Segment Start: Exercise inputs

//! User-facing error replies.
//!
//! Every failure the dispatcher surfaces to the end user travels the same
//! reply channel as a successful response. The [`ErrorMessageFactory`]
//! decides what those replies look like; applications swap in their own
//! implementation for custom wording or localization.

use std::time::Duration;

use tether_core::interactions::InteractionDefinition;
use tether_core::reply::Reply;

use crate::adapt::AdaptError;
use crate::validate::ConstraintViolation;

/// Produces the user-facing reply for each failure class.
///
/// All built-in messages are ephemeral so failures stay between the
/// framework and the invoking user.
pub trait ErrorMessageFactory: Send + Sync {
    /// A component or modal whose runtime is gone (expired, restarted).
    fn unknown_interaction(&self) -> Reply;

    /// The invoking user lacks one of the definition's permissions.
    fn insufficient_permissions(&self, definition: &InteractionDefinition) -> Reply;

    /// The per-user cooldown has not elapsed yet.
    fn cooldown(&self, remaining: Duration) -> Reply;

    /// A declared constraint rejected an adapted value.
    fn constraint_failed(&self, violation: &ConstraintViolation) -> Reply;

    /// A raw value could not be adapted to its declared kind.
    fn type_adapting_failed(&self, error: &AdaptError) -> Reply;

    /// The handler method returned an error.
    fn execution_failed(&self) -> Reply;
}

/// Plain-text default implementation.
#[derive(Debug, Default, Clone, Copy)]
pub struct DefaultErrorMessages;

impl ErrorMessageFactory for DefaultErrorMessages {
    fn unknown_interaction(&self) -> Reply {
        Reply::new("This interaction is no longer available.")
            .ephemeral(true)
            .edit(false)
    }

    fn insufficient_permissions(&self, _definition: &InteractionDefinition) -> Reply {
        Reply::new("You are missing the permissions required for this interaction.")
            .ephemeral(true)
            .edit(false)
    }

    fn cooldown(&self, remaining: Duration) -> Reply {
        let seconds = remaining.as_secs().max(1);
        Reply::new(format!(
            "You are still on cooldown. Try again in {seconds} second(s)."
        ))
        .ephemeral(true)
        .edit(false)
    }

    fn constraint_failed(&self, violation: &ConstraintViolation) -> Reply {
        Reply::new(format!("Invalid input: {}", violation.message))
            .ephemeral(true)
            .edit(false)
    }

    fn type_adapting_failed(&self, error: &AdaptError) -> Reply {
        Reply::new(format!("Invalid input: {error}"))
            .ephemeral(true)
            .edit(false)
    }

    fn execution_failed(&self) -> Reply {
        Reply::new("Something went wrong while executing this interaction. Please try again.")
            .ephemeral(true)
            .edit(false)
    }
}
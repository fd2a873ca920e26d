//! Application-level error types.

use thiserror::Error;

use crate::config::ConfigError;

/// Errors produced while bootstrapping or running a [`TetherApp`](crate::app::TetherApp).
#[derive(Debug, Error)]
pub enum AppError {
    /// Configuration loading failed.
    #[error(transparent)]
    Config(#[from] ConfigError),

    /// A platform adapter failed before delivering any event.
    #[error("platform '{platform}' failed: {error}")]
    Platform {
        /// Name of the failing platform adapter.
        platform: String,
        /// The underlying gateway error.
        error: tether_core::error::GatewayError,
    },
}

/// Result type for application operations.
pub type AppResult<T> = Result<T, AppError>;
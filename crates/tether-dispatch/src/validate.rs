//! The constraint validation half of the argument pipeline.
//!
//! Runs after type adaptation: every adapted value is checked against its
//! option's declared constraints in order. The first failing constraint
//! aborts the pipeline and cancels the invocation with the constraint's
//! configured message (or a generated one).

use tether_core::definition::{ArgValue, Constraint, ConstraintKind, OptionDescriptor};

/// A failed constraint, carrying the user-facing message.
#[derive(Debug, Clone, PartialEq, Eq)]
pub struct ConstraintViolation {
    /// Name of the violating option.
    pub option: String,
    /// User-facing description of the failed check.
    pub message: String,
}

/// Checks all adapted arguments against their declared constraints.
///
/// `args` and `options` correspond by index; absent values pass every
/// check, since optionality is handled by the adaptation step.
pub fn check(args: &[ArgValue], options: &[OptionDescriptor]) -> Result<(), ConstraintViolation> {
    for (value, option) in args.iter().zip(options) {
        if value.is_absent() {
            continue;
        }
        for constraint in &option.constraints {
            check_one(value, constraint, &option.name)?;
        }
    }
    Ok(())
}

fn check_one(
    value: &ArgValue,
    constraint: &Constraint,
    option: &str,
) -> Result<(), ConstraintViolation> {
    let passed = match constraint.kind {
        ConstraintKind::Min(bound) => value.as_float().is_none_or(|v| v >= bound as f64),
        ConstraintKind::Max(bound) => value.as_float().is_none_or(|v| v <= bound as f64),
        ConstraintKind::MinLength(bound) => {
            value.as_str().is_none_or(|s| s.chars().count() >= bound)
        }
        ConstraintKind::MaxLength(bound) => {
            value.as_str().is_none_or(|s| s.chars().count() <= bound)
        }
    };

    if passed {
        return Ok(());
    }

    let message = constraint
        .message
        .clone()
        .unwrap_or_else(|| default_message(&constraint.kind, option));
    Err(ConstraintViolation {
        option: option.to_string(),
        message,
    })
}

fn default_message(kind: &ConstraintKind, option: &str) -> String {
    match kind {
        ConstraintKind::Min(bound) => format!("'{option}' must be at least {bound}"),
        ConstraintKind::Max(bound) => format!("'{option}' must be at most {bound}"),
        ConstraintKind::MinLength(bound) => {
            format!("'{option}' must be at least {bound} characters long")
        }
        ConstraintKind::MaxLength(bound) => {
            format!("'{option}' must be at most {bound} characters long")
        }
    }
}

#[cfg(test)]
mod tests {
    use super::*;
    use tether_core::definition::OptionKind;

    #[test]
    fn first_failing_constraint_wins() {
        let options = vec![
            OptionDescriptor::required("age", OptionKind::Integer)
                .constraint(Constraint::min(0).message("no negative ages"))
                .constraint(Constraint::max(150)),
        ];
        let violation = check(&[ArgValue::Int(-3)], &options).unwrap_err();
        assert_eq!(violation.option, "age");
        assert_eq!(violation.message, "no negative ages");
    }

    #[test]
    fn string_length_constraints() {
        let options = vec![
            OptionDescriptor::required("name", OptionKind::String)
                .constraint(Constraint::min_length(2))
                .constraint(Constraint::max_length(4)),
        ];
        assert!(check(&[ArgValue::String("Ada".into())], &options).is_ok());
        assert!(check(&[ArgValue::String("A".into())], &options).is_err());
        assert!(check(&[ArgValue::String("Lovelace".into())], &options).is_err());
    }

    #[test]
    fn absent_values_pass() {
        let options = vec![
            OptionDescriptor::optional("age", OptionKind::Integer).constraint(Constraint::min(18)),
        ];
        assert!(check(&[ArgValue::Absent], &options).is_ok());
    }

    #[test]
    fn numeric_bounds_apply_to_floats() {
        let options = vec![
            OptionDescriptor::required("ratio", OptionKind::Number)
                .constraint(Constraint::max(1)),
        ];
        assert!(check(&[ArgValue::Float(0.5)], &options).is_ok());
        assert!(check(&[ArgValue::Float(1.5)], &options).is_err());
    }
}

Segment End: Exercise inputs

● **Try it**
Could you restate, word for word, the lines above from the one with "the violating option." to the one with "ConstraintKind::Max(bound) => value.as_float().is_none_or(|v|", both included?

● **Answer box**
    /// Name of the violating option.
    pub option: String,
    /// User-facing description of the failed check.
    pub message: String,
}

/// Checks all adapted arguments against their declared constraints.
///
/// `args` and `options` correspond by index; absent values pass every
/// check, since optionality is handled by the adaptation step.
pub fn check(args: &[ArgValue], options: &[OptionDescriptor]) -> Result<(), ConstraintViolation> {
    for (value, option) in args.iter().zip(options) {
        if value.is_absent() {
            continue;
        }
        for constraint in &option.constraints {
            check_one(value, constraint, &option.name)?;
        }
    }
    Ok(())
}

fn check_one(
    value: &ArgValue,
    constraint: &Constraint,
    option: &str,
) -> Result<(), ConstraintViolation> {
    let passed = match constraint.kind {
        ConstraintKind::Min(bound) => value.as_float().is_none_or(|v| v >= bound as f64),
        ConstraintKind::Max(bound) => value.as_float().is_none_or(|v| v <= bound as f64),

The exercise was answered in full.